ByAllinAllSpacePublishedJune 26, 2026CategoryEconomy
Markets · Commodities · Agricultural Futures · June 2026

If you trade corn, wheat, soybeans, cotton, or sugar futures, there is one report that shapes your entire month. Not a Fed meeting. Not a jobs number. Not a GDP print. The World Agricultural Supply and Demand Estimates report — the WASDE — is the single most important piece of data in agricultural markets, published once a month by the United States Department of Agriculture. When it lands, markets move. When it surprises, they can move violently.

This guide covers everything you need to know: what the WASDE is, what it actually contains, when it releases, where to find the data, how to read the key numbers, and how experienced traders approach the release. We will also cover the Grain Stocks report — a separate quarterly release that most beginners overlook and that can be just as market-moving as the WASDE itself.

Release frequency Monthly Around the 10th of each month, 12:00 PM ET
Published by USDA World Agricultural Outlook Board (WAOB)
Coverage Global US + world supply and demand for all major agricultural commodities

What the WASDE Actually Is

The World Agricultural Supply and Demand Estimates report has been published monthly since 1973. It is produced by the World Agricultural Outlook Board, a unit within the USDA, which coordinates inputs from multiple USDA agencies including the Economic Research Service, the Foreign Agricultural Service, the Farm Service Agency, and the National Agricultural Statistics Service.

The report provides annual supply and demand forecasts — not just for the United States, but for the entire world — covering the following commodity categories:

What the WASDE covers
01Grains — Wheat, corn (maize), rice, barley, sorghum, oats, rye. Both US and global supply/demand balances.
02Oilseeds — Soybeans, canola, sunflower seed, palm oil, cottonseed, peanuts. The soybean balance sheet is one of the most watched in the entire report.
03Cotton — US and world production, consumption, trade, and ending stocks.
04Sugar — US supply and use, plus Mexico’s sugar supply and high-fructose corn syrup consumption.
05Livestock and dairy — US supply and use of meat, poultry, eggs, and milk. Less volatile than grains but important for cattle and hog traders.

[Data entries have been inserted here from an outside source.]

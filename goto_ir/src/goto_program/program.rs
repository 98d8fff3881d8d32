// Copyright Kani Contributors
// SPDX-License-Identifier: Apache-2.0 OR MIT
use self::InstructionBody::*;
use super::{Expr, Location};
use crate::InternedString;
use serde::{Deserialize, Serialize};
use std::fmt;

///////////////////////////////////////////////////////////////////////////////////////////////
/// Datatypes
///////////////////////////////////////////////////////////////////////////////////////////////

/// A program point: the index of an instruction in its [GotoProgram].
///
/// The number doubles as CBMC's `location_number`: it is unique within a function and its order
/// is program order, so a goto whose target number is not greater than its own is a back-edge.
#[derive(Clone, Copy, Debug, PartialEq, Eq, PartialOrd, Ord, Hash, Serialize, Deserialize)]
#[serde(transparent)]
pub struct Loc(usize);

/// The instructions of a goto program, after goto-conversion.
/// Based off the CBMC definition here:
/// <https://github.com/diffblue/cbmc/blob/develop/src/goto-programs/goto_program.h>
#[derive(Debug, Clone, PartialEq, Serialize, Deserialize)]
pub enum InstructionBody {
    /// `lhs = rhs;`
    Assign { lhs: Expr, rhs: Expr },
    /// `__CPROVER_assume(cond);`
    Assume { cond: Expr },
    /// `assert(cond);`, with an optional property description.
    Assert {
        cond: Expr,
        #[serde(default)]
        property: Option<InternedString>,
    },
    /// `typ symbol;`
    Decl { symbol: Expr },
    /// End of the lifetime of `symbol`.
    Dead { symbol: Expr },
    /// The single exit point of the function.
    EndFunction,
    /// `lhs = function(arguments);` or `function(arguments);`
    FunctionCall {
        #[serde(default)]
        lhs: Option<Expr>,
        function: Expr,
        arguments: Vec<Expr>,
    },
    /// `if (cond) goto target;`. An unconditional goto has a `true` condition.
    Goto { cond: Expr, target: Loc },
    /// `;`
    Skip,
}

/// The classification of instructions the SSA construction cares about.
#[derive(Clone, Copy, Debug, PartialEq, Eq)]
pub enum InstructionKind {
    Assert,
    Assignment,
    Assume,
    FunctionCall,
    Goto,
    Other,
}

/// An instruction together with the source location it was generated from.
#[derive(Debug, Clone, PartialEq, Serialize, Deserialize)]
pub struct Instruction {
    body: InstructionBody,
    #[serde(default)]
    location: Location,
}

/// The body of a function: instructions in program order.
#[derive(Debug, Clone, Default, PartialEq, Serialize, Deserialize)]
pub struct GotoProgram {
    instructions: Vec<Instruction>,
}

/// A named function body.
#[derive(Debug, Clone, PartialEq, Serialize, Deserialize)]
pub struct GotoFunction {
    pub name: InternedString,
    pub body: GotoProgram,
}

///////////////////////////////////////////////////////////////////////////////////////////////
/// Implementations
///////////////////////////////////////////////////////////////////////////////////////////////

impl Loc {
    pub fn new(number: usize) -> Self {
        Loc(number)
    }

    /// The `location_number`.
    pub fn number(&self) -> usize {
        self.0
    }

    fn next(&self) -> Loc {
        Loc(self.0 + 1)
    }
}

impl fmt::Display for Loc {
    fn fmt(&self, f: &mut fmt::Formatter<'_>) -> fmt::Result {
        write!(f, "{}", self.0)
    }
}

/// Constructors
impl Instruction {
    pub fn new(body: InstructionBody, location: Location) -> Self {
        Instruction { body, location }
    }

    pub fn assign(lhs: Expr, rhs: Expr, loc: Location) -> Self {
        assert_eq!(lhs.typ(), rhs.typ(), "Assignment of {rhs:?} to {lhs:?}");
        Instruction::new(Assign { lhs, rhs }, loc)
    }

    pub fn assume(cond: Expr, loc: Location) -> Self {
        assert!(cond.typ().is_bool(), "Assumption of non-boolean {cond:?}");
        Instruction::new(Assume { cond }, loc)
    }

    pub fn assert<T: Into<InternedString>>(cond: Expr, property: Option<T>, loc: Location) -> Self {
        assert!(cond.typ().is_bool(), "Assertion of non-boolean {cond:?}");
        Instruction::new(Assert { cond, property: property.map(Into::into) }, loc)
    }

    pub fn decl(symbol: Expr, loc: Location) -> Self {
        assert!(symbol.is_symbol(), "Declaration of non-symbol {symbol:?}");
        Instruction::new(Decl { symbol }, loc)
    }

    pub fn dead(symbol: Expr, loc: Location) -> Self {
        assert!(symbol.is_symbol(), "Dead of non-symbol {symbol:?}");
        Instruction::new(Dead { symbol }, loc)
    }

    pub fn end_function(loc: Location) -> Self {
        Instruction::new(EndFunction, loc)
    }

    pub fn function_call(
        lhs: Option<Expr>,
        function: Expr,
        arguments: Vec<Expr>,
        loc: Location,
    ) -> Self {
        assert!(function.typ().is_code(), "Call of non-function {function:?}");
        Instruction::new(FunctionCall { lhs, function, arguments }, loc)
    }

    pub fn goto(cond: Expr, target: Loc, loc: Location) -> Self {
        assert!(cond.typ().is_bool(), "Goto with non-boolean condition {cond:?}");
        Instruction::new(Goto { cond, target }, loc)
    }

    pub fn skip(loc: Location) -> Self {
        Instruction::new(Skip, loc)
    }
}

/// Getters
impl Instruction {
    pub fn body(&self) -> &InstructionBody {
        &self.body
    }

    pub fn location(&self) -> &Location {
        &self.location
    }

    pub fn kind(&self) -> InstructionKind {
        match self.body {
            Assert { .. } => InstructionKind::Assert,
            Assign { .. } => InstructionKind::Assignment,
            Assume { .. } => InstructionKind::Assume,
            FunctionCall { .. } => InstructionKind::FunctionCall,
            Goto { .. } => InstructionKind::Goto,
            Decl { .. } | Dead { .. } | EndFunction | Skip => InstructionKind::Other,
        }
    }

    /// The condition of a goto, assumption or assertion.
    pub fn guard(&self) -> Option<&Expr> {
        match &self.body {
            Assert { cond, .. } | Assume { cond } | Goto { cond, .. } => Some(cond),
            _ => None,
        }
    }

    pub fn target(&self) -> Option<Loc> {
        match self.body {
            Goto { target, .. } => Some(target),
            _ => None,
        }
    }

    /// Every expression the instruction is made of.
    pub fn expressions(&self) -> Vec<&Expr> {
        match &self.body {
            Assign { lhs, rhs } => vec![lhs, rhs],
            Assert { cond, .. } | Assume { cond } | Goto { cond, .. } => vec![cond],
            Decl { symbol } | Dead { symbol } => vec![symbol],
            FunctionCall { lhs, function, arguments } => {
                lhs.iter().chain(std::iter::once(function)).chain(arguments.iter()).collect()
            }
            EndFunction | Skip => vec![],
        }
    }

    /// Does control continue with the next instruction in program order?
    fn falls_through(&self) -> bool {
        match &self.body {
            Goto { cond, .. } => !cond.is_true(),
            EndFunction => false,
            _ => true,
        }
    }
}

impl GotoProgram {
    pub fn new(instructions: Vec<Instruction>) -> Self {
        GotoProgram { instructions }
    }

    /// The first location. Only meaningful for non-empty programs.
    pub fn entry(&self) -> Loc {
        Loc(0)
    }

    pub fn len(&self) -> usize {
        self.instructions.len()
    }

    pub fn is_empty(&self) -> bool {
        self.instructions.is_empty()
    }

    pub fn get(&self, loc: Loc) -> Option<&Instruction> {
        self.instructions.get(loc.0)
    }

    /// The instruction at `loc`. Panics if `loc` is not a location of this program.
    pub fn instruction(&self, loc: Loc) -> &Instruction {
        &self.instructions[loc.0]
    }

    /// Locations and instructions, in program order.
    pub fn iter(&self) -> impl Iterator<Item = (Loc, &Instruction)> + '_ {
        self.instructions.iter().enumerate().map(|(i, instr)| (Loc(i), instr))
    }

    pub fn locs(&self) -> impl Iterator<Item = Loc> + '_ {
        (0..self.instructions.len()).map(Loc)
    }

    /// The next location in program order, if there is one.
    pub fn fallthrough(&self, loc: Loc) -> Option<Loc> {
        let instr = self.get(loc)?;
        Some(loc.next()).filter(|next| instr.falls_through() && next.0 < self.len())
    }

    /// Control flow successors: the fallthrough location first, then the goto target.
    pub fn successors(&self, loc: Loc) -> Vec<Loc> {
        let Some(instr) = self.get(loc) else { return vec![] };
        let mut succs: Vec<Loc> = self.fallthrough(loc).into_iter().collect();
        if let Some(target) = instr.target().filter(|t| t.0 < self.len()) {
            if !succs.contains(&target) {
                succs.push(target);
            }
        }
        succs
    }

    /// Control flow predecessors of every location, each list in program order.
    pub fn predecessors(&self) -> Vec<Vec<Loc>> {
        let mut preds = vec![vec![]; self.len()];
        for from in self.locs() {
            for to in self.successors(from) {
                preds[to.0].push(from);
            }
        }
        preds
    }

    /// A goto that jumps to itself or to an earlier location.
    pub fn is_backwards_goto(&self, loc: Loc) -> bool {
        self.get(loc).and_then(Instruction::target).is_some_and(|target| target <= loc)
    }

    /// The first goto whose target is not a location of this program, if any.
    pub fn invalid_target(&self) -> Option<(Loc, Loc)> {
        self.iter().find_map(|(loc, instr)| {
            instr.target().filter(|target| target.0 >= self.len()).map(|target| (loc, target))
        })
    }
}

impl GotoFunction {
    pub fn new<T: Into<InternedString>>(name: T, body: GotoProgram) -> Self {
        GotoFunction { name: name.into(), body }
    }
}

What makes the WASDE different from most economic reports is that it does not just look backward. It provides forward-looking forecasts for the entire marketing year — typically running from September through August for corn and soybeans. Each monthly release updates those forecasts based on new data: actual harvest results, export figures, weather adjustments, and foreign production revisions. The market is constantly repricing against those updates.

The 2026 Release Schedule

The WASDE is released on a fixed schedule, announced at the start of each year. In 2026, releases are scheduled for January 12, February 10, March 10, April 9, May 12, June 11, July 10, August 12, September 11, October 9, November 10, and December 10 — always at 12:00 PM Eastern Time. Mark the ones that matter most to you on your calendar now. They do not move unless there is a federal holiday conflict.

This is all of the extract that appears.